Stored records
※ ※ ※

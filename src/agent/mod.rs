//! Remote Agent Module
//!
//! Everything needed to hand Task steps to external worker processes.
//!
//! # Components
//!
//! - [`registry`]: registered agents and the task type index
//! - [`connector`]: transports used to reach an agent
//! - [`tasks`]: pending remote tasks awaiting a status notification

pub mod connector;
pub mod registry;
pub mod tasks;

pub use connector::{
    AgentConnector, AgentInfo, AgentProtocol, ConnectorFactory, HttpConnector,
    HttpConnectorFactory, TaskDefinition,
};
pub use registry::{AgentHandle, AgentRegistry};
pub use tasks::{RemoteTaskStatus, RemoteTaskTable, TaskOutcome};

※ ※ ※

== Task objective ==
Going through the data above, please tally the lines that contain the string "registry" and return only the total.

== Written response ==
3